(Data excerpts)
━━━━━━━━━━━━━━━━

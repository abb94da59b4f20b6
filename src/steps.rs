// Erasure steps
//
// One helper per overwriting tool. Each returns a frozen `StepRecord`
// holding the commands it ran, in order. The helpers never throw: a tool
// failure is evidence, captured in-record, and surfaces through the step
// result.

use lazy_static::lazy_static;
use log::debug;
use regex::Regex;

use crate::records::StepRecord;
use crate::runner;

lazy_static! {
    /// `hdparm -I` prints "not frozen" (spacing varies by version) when
    /// the security feature set accepts commands.
    static ref NOT_FROZEN: Regex = Regex::new(r"not[\t ]*frozen").expect("static regex");
}

pub(crate) fn shred_command(dev_path: &str, pattern: Option<&str>) -> String {
    match pattern {
        Some("zeros") => format!("shred --force --verbose --zero --iterations=0 {dev_path}"),
        // One pass of shred's internal pseudorandom stream.
        _ => format!("shred --force --verbose --iterations=1 {dev_path}"),
    }
}

pub(crate) fn badblocks_command(dev_path: &str, pattern: Option<&str>) -> String {
    // `-s` is deliberately absent: its carriage-return progress cannot be
    // consumed line-wise.
    match pattern {
        Some("zeros") => format!("badblocks -wv -p 1 -t 0 {dev_path}"),
        Some(other) if other != "random" => format!("badblocks -wv -p 1 -t {other} {dev_path}"),
        _ => format!("badblocks -wv -p 1 -t random {dev_path}"),
    }
}

/// Overwrite the whole device with `shred`.
pub async fn erase_shred(dev_path: &str, pattern: Option<&str>) -> StepRecord {
    let mut step = StepRecord::new();
    let command = shred_command(dev_path, pattern);

    let mut cmd = runner::run_streaming(&command, |line| {
        debug!("{dev_path} shred: {line}");
    })
    .await;
    cmd.description = Some(match pattern {
        Some("zeros") => "Write zeros to the disk with `shred`.".to_string(),
        _ => "Write random data to the disk with `shred`.".to_string(),
    });

    step.commands.push(cmd);
    step.finish();
    debug!("{dev_path}: shred erasure step finished");
    step
}

/// Overwrite the whole device with `badblocks`, which re-reads every
/// sector it writes.
pub async fn erase_badblocks(dev_path: &str, pattern: Option<&str>) -> StepRecord {
    let mut step = StepRecord::new();
    let command = badblocks_command(dev_path, pattern);

    let mut cmd = runner::run_streaming(&command, |line| {
        // badblocks redraws its status with backspaces.
        let clean = line.replace('\u{8}', "");
        if !clean.is_empty() {
            debug!("{dev_path} badblocks: {clean}");
        }
    })
    .await;
    cmd.description = Some("Write data into every disk sector with `badblocks`.".to_string());

    step.commands.push(cmd);
    step.finish();
    debug!("{dev_path}: badblocks erasure step finished");
    step
}

/// ATA security erase through `hdparm`: confirm the drive is not frozen,
/// set a throwaway password, issue the erase, then record the final
/// security state. A failed prerequisite skips the remaining commands.
pub async fn erase_hdparm(dev_path: &str) -> StepRecord {
    let mut step = StepRecord::new();

    let mut cmd1 = runner::run(&format!("hdparm -I {dev_path}")).await;
    cmd1.description = Some("Verify that the disk is not frozen.".to_string());
    cmd1.success = cmd1
        .stdout
        .as_deref()
        .is_some_and(|out| NOT_FROZEN.is_match(out));
    let proceed = cmd1.success;
    step.commands.push(cmd1);
    if !proceed {
        step.finish();
        return step;
    }

    let mut cmd2 = runner::run(&format!(
        "hdparm --user-master u --security-set-pass Usody {dev_path}"
    ))
    .await;
    cmd2.description = Some("Set a temporal password to unlock the security erase.".to_string());
    let proceed = cmd2.success;
    step.commands.push(cmd2);
    if !proceed {
        step.finish();
        return step;
    }

    let mut cmd3 = runner::run(&format!(
        "hdparm --user-master --security-erase Usody {dev_path}"
    ))
    .await;
    cmd3.description = Some("Erase the disk by changing the encryption key.".to_string());
    // hdparm is known to exit 22 on some drives that completed the erase.
    cmd3.success = matches!(cmd3.return_code, Some(0) | Some(22));
    let proceed = cmd3.success;
    step.commands.push(cmd3);
    if !proceed {
        step.finish();
        return step;
    }

    // Observational: recorded for the certificate whatever it says.
    let mut cmd4 = runner::run(&format!("hdparm -I {dev_path}")).await;
    cmd4.description = Some("Check the drive security state after the erase.".to_string());
    step.commands.push(cmd4);

    step.finish();
    debug!("{dev_path}: hdparm erasure step finished");
    step
}

/// Cryptographic erase over the NVMe admin interface.
pub async fn erase_nvme(dev_path: &str) -> StepRecord {
    let mut step = StepRecord::new();

    let mut cmd = runner::run(&format!("nvme format --ses=1 {dev_path}")).await;
    cmd.description =
        Some("Format the NVMe namespace with secure erase of user data.".to_string());

    step.commands.push(cmd);
    step.finish();
    debug!("{dev_path}: nvme erasure step finished");
    step
}
//! `/external`: a real outbound HTTPS call after a fixed delay.
//!
//! The upstream status is echoed as this endpoint's status. Any transport
//! failure (DNS, connect, TLS, timeout) becomes the same static 500.

use crate::config::AppState;
use crate::error::SimulationError;
use crate::http::{build_error_response, build_json_response};
use http_body_util::Full;
use hyper::body::Bytes;
use hyper::{Response, StatusCode};
use serde_json::json;
use std::time::Duration;
use tokio::time::sleep;

pub const EXTERNAL_DELAY: Duration = Duration::from_secs(1);

pub async fn external(state: &AppState) -> Response<Full<Bytes>> {
    sleep(EXTERNAL_DELAY).await;

    match call_external(&state.http_client, &state.config.upstream.external_url).await {
        Ok(status) => build_json_response(
            status,
            &json!({
                "external_data":
                    format!("Received data from external API with status code {}", status.as_u16())
            }),
        ),
        Err(err) => {
            state.logger.log_error(&err.to_string());
            build_error_response(StatusCode::INTERNAL_SERVER_ERROR, err.public_message())
        }
    }
}

/// Issue the GET and return only the status; the response is dropped here,
/// which releases the connection and discards the unread body.
async fn call_external(client: &reqwest::Client, url: &str) -> Result<StatusCode, SimulationError> {
    let response = client.get(url).send().await?;
    let status = response.status();
    drop(response);
    Ok(status)
}

#[cfg(test)]
mod tests {
    use super::*;
    use crate::handler::test_support::{json_body, test_state};
    use tokio::io::{AsyncReadExt, AsyncWriteExt};
    use tokio::net::TcpListener;

    /// One-shot upstream that answers every request with `status_line`
    async fn spawn_upstream(status_line: &'static str) -> String {
        let listener = TcpListener::bind("127.0.0.1:0").await.unwrap();
        let addr = listener.local_addr().unwrap();
        tokio::spawn(async move {
            while let Ok((mut stream, _)) = listener.accept().await {
                let mut buf = [0u8; 1024];
                let _ = stream.read(&mut buf).await;
                let reply = format!(
                    "HTTP/1.1 {status_line}\r\ncontent-length: 5\r\nconnection: close\r\n\r\nhello"
                );
                let _ = stream.write_all(reply.as_bytes()).await;
            }
        });
        format!("http://{addr}/login/")
    }

    #[tokio::test]
    async fn test_upstream_status_is_echoed() {
        let url = spawn_upstream("418 I'm a teapot").await;
        let (state, _access, _error) = test_state(|cfg| cfg.upstream.external_url = url);

        let response = external(&state).await;
        assert_eq!(response.status(), StatusCode::IM_A_TEAPOT);
        assert_eq!(
            json_body(response).await,
            json!({ "external_data": "Received data from external API with status code 418" })
        );
    }

    #[tokio::test]
    async fn test_upstream_success() {
        let url = spawn_upstream("200 OK").await;
        let (state, _access, _error) = test_state(|cfg| cfg.upstream.external_url = url);

        let response = external(&state).await;
        assert_eq!(response.status(), StatusCode::OK);
    }

    #[tokio::test]
    async fn test_unreachable_upstream_is_static_500() {
        let (state, _access, error) =
            test_state(|cfg| cfg.upstream.external_url = "http://127.0.0.1:1/".to_string());

        let response = external(&state).await;
        assert_eq!(response.status(), StatusCode::INTERNAL_SERVER_ERROR);
        assert_eq!(
            json_body(response).await,
            json!({ "error": "Failed to call external API" })
        );
        // Detail only reaches the error log
        assert_eq!(error.lock().unwrap().len(), 1);
    }

    #[tokio::test]
    async fn test_upstream_timeout_is_static_500() {
        // Accepts but never answers
        let listener = TcpListener::bind("127.0.0.1:0").await.unwrap();
        let addr = listener.local_addr().unwrap();
        tokio::spawn(async move {
            let mut held = Vec::new();
            while let Ok((stream, _)) = listener.accept().await {
                held.push(stream);
            }
        });

        let (state, _access, _error) = test_state(|cfg| {
            cfg.upstream.external_url = format!("http://{addr}/");
            cfg.upstream.timeout_secs = 1;
        });

        let response = external(&state).await;
        assert_eq!(response.status(), StatusCode::INTERNAL_SERVER_ERROR);
        assert_eq!(
            json_body(response).await,
            json!({ "error": "Failed to call external API" })
        );
    }
}
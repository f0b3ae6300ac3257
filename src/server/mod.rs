// Server module entry point
// Listener setup, connection handling and the accept loop

pub mod connection;
pub mod listener;
pub mod signal;

// `loop` is a keyword, so the module is exposed as `server_loop`
#[path = "loop.rs"]
pub mod server_loop;

// Re-export commonly used items
pub use listener::create_reusable_listener;
pub use server_loop::start_server_loop;
pub use signal::start_signal_handler;
//! Static plain-text pages: `/`, `/about`, `/contact`.

use super::router::ROUTES;
use crate::http::build_text_response;
use http_body_util::Full;
use hyper::body::Bytes;
use hyper::{Response, StatusCode};

pub const WELCOME: &str = "Welcome to ob-test!";
pub const CONTACT: &str = "Contact us at: initializ.ai";

pub fn home() -> Response<Full<Bytes>> {
    build_text_response(StatusCode::OK, WELCOME)
}

pub fn about() -> Response<Full<Bytes>> {
    build_text_response(StatusCode::OK, about_text())
}

pub fn contact() -> Response<Full<Bytes>> {
    build_text_response(StatusCode::OK, CONTACT)
}

/// Numbered list of every registered endpoint, last entry closed with a period
pub fn about_text() -> String {
    let endpoints = ROUTES
        .iter()
        .enumerate()
        .map(|(i, (path, _))| format!("{}. `{path}`", i + 1))
        .collect::<Vec<_>>()
        .join("\n");
    format!("Mock application.\n\nHere are the endpoint names:\n{endpoints}.")
}
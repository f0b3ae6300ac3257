//! Request handler module
//!
//! Routing table, the logging/recovery middleware, and the twelve simulated endpoints.

pub mod backend;
pub mod canned;
pub mod content;
pub mod external;
pub mod file_io;
pub mod middleware;
pub mod router;

// Re-export main entry point
pub use middleware::handle_request;
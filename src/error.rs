//! Failures of the simulated backends.
//!
//! The variants carry full detail for the error log; clients only ever see
//! [`SimulationError::public_message`].

use std::io;
use std::path::PathBuf;
use thiserror::Error;

#[derive(Debug, Error)]
pub enum SimulationError {
    #[error("external API call failed: {0}")]
    ExternalCall(#[from] reqwest::Error),

    #[error("failed to write {}: {source}", .path.display())]
    FileWrite {
        path: PathBuf,
        #[source]
        source: io::Error,
    },

    #[error("failed to read {}: {source}", .path.display())]
    FileRead {
        path: PathBuf,
        #[source]
        source: io::Error,
    },
}

impl SimulationError {
    /// Static, non-leaking message for the response body
    pub const fn public_message(&self) -> &'static str {
        match self {
            Self::ExternalCall(_) => "Failed to call external API",
            Self::FileWrite { .. } => "Failed to write to file",
            Self::FileRead { .. } => "Failed to read from file",
        }
    }
}
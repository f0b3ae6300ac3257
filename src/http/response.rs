//! HTTP response building module
//!
//! Builders for the plain-text and JSON responses the handlers return.

use http_body_util::Full;
use hyper::body::Bytes;
use hyper::header::{HeaderValue, CONTENT_TYPE, LOCATION};
use hyper::{Response, StatusCode};
use serde::Serialize;

pub const TEXT_PLAIN: &str = "text/plain; charset=utf-8";
pub const APPLICATION_JSON: &str = "application/json; charset=utf-8";

/// Generic body for any recovered or unexpected failure
const INTERNAL_ERROR_JSON: &str = r#"{"error":"Internal server error"}"#;

/// Build plain-text response
pub fn build_text_response(status: StatusCode, body: impl Into<Bytes>) -> Response<Full<Bytes>> {
    build_response(status, TEXT_PLAIN, body.into())
}

/// Build compact JSON response
pub fn build_json_response<T: Serialize>(status: StatusCode, body: &T) -> Response<Full<Bytes>> {
    match serde_json::to_vec(body) {
        Ok(json) => build_response(status, APPLICATION_JSON, Bytes::from(json)),
        Err(_) => build_500_response(),
    }
}

/// Build `{"error": "<message>"}` response
pub fn build_error_response(status: StatusCode, message: &str) -> Response<Full<Bytes>> {
    build_json_response(status, &serde_json::json!({ "error": message }))
}

/// Build 404 for paths outside the routing table
pub fn build_404_response() -> Response<Full<Bytes>> {
    build_text_response(StatusCode::NOT_FOUND, "404 page not found")
}

/// Build 301 pointing at the canonical form of a path
pub fn build_redirect_response(location: &str) -> Response<Full<Bytes>> {
    let mut response = build_text_response(StatusCode::MOVED_PERMANENTLY, "Moved Permanently");
    if let Ok(value) = HeaderValue::from_str(location) {
        response.headers_mut().insert(LOCATION, value);
    }
    response
}

/// Build generic 500 Internal Server Error response
pub fn build_500_response() -> Response<Full<Bytes>> {
    build_response(
        StatusCode::INTERNAL_SERVER_ERROR,
        APPLICATION_JSON,
        Bytes::from_static(INTERNAL_ERROR_JSON.as_bytes()),
    )
}

fn build_response(status: StatusCode, content_type: &str, body: Bytes) -> Response<Full<Bytes>> {
    Response::builder()
        .status(status)
        .header(CONTENT_TYPE, content_type)
        .header("Content-Length", body.len())
        .body(Full::new(body.clone()))
        .unwrap_or_else(|_| {
            let mut response = Response::new(Full::new(body));
            *response.status_mut() = status;
            response
        })
}
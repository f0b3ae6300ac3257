//! `/file`: write, read back, and delete a small scratch file.
//!
//! Each request works on its own `sample-<uuid>.txt`, so concurrent requests
//! never observe each other's file.

use crate::config::AppState;
use crate::error::SimulationError;
use crate::http::{build_error_response, build_json_response};
use http_body_util::Full;
use hyper::body::Bytes;
use hyper::{Response, StatusCode};
use serde_json::json;
use std::future::Future;
use std::io;
use std::path::{Path, PathBuf};
use tokio::fs;
use uuid::Uuid;

pub const SAMPLE_CONTENT: &[u8] = b"Hello, World!";

pub async fn file(state: &AppState) -> Response<Full<Bytes>> {
    let path = sample_path(Path::new(&state.config.file_io.dir));
    file_cycle(state, &path, fs::read).await
}

/// Write `path`, read it back through `read`, and always attempt removal
async fn file_cycle<R, Fut>(state: &AppState, path: &Path, read: R) -> Response<Full<Bytes>>
where
    R: FnOnce(PathBuf) -> Fut,
    Fut: Future<Output = io::Result<Vec<u8>>>,
{
    let result = write_and_read(path, read).await;

    // Cleanup runs whatever stage failed; a failed write may still leave a partial file
    if let Err(e) = fs::remove_file(path).await {
        if e.kind() != io::ErrorKind::NotFound {
            state
                .logger
                .log_warning(&format!("Failed to remove {}: {e}", path.display()));
        }
    }

    match result {
        Ok(content) => build_json_response(StatusCode::OK, &json!({ "file_content": content })),
        Err(err) => {
            state.logger.log_error(&err.to_string());
            build_error_response(StatusCode::INTERNAL_SERVER_ERROR, err.public_message())
        }
    }
}

fn sample_path(dir: &Path) -> PathBuf {
    dir.join(format!("sample-{}.txt", Uuid::new_v4()))
}

async fn write_and_read<R, Fut>(path: &Path, read: R) -> Result<String, SimulationError>
where
    R: FnOnce(PathBuf) -> Fut,
    Fut: Future<Output = io::Result<Vec<u8>>>,
{
    fs::write(path, SAMPLE_CONTENT)
        .await
        .map_err(|source| SimulationError::FileWrite {
            path: path.to_path_buf(),
            source,
        })?;

    let data = read(path.to_path_buf())
        .await
        .map_err(|source| SimulationError::FileRead {
            path: path.to_path_buf(),
            source,
        })?;

    Ok(String::from_utf8_lossy(&data).into_owned())
}

#[cfg(test)]
mod tests {
    use super::*;
    use crate::handler::test_support::{json_body, test_state, ScratchDir};

    #[test]
    fn test_sample_paths_are_unique() {
        let dir = Path::new(".");
        assert_ne!(sample_path(dir), sample_path(dir));
        assert_eq!(sample_path(dir).parent(), Some(dir));
    }

    #[tokio::test]
    async fn test_round_trip_leaves_no_residue() {
        let scratch = ScratchDir::new();
        let dir = scratch.path_string();
        let (state, _access, _error) = test_state(|cfg| cfg.file_io.dir = dir);

        let response = file(&state).await;
        assert_eq!(response.status(), StatusCode::OK);
        assert_eq!(json_body(response).await, json!({ "file_content": "Hello, World!" }));
        assert_eq!(scratch.entries(), 0);
    }

    #[tokio::test]
    async fn test_concurrent_requests_do_not_interfere() {
        let scratch = ScratchDir::new();
        let dir = scratch.path_string();
        let (state, _access, _error) = test_state(|cfg| cfg.file_io.dir = dir);

        let mut tasks = Vec::new();
        for _ in 0..16 {
            let state = std::sync::Arc::clone(&state);
            tasks.push(tokio::spawn(async move { file(&state).await.status() }));
        }
        for task in tasks {
            assert_eq!(task.await.unwrap(), StatusCode::OK);
        }
        assert_eq!(scratch.entries(), 0);
    }

    #[tokio::test]
    async fn test_write_failure_is_static_500() {
        let scratch = ScratchDir::new();
        let missing = scratch.path().join("does-not-exist");
        let dir = missing.to_string_lossy().into_owned();
        let (state, _access, error) = test_state(|cfg| cfg.file_io.dir = dir);

        let response = file(&state).await;
        assert_eq!(response.status(), StatusCode::INTERNAL_SERVER_ERROR);
        assert_eq!(json_body(response).await, json!({ "error": "Failed to write to file" }));

        let lines = error.lock().unwrap();
        assert_eq!(lines.len(), 1);
        assert!(lines[0].starts_with("[ERROR] failed to write"));
    }

    #[tokio::test]
    async fn test_read_failure_is_static_500_and_file_is_removed() {
        let scratch = ScratchDir::new();
        let dir = scratch.path_string();
        let (state, _access, error) = test_state(|cfg| cfg.file_io.dir = dir);
        let path = sample_path(scratch.path());

        let response = file_cycle(&state, &path, |written: PathBuf| async move {
            assert!(written.exists());
            Err::<Vec<u8>, _>(io::Error::new(io::ErrorKind::InvalidData, "unreadable"))
        })
        .await;

        assert_eq!(response.status(), StatusCode::INTERNAL_SERVER_ERROR);
        assert_eq!(json_body(response).await, json!({ "error": "Failed to read from file" }));
        assert_eq!(scratch.entries(), 0);

        let lines = error.lock().unwrap();
        assert_eq!(lines.len(), 1);
        assert!(lines[0].starts_with("[ERROR] failed to read"));
        assert!(lines[0].contains("unreadable"));
    }
}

━━━━━━━━━━━━━━━━

Work through the entries, filtering for the string "push", and copy each line that holds it.

*Output of the task*.
    step.commands.push(cmd);
    step.commands.push(cmd);
    step.commands.push(cmd1);
    step.commands.push(cmd2);
    step.commands.push(cmd3);
    step.commands.push(cmd4);
    step.commands.push(cmd);
                held.push(stream);
            tasks.push(tokio::spawn(async move { file(&state).await.status() }));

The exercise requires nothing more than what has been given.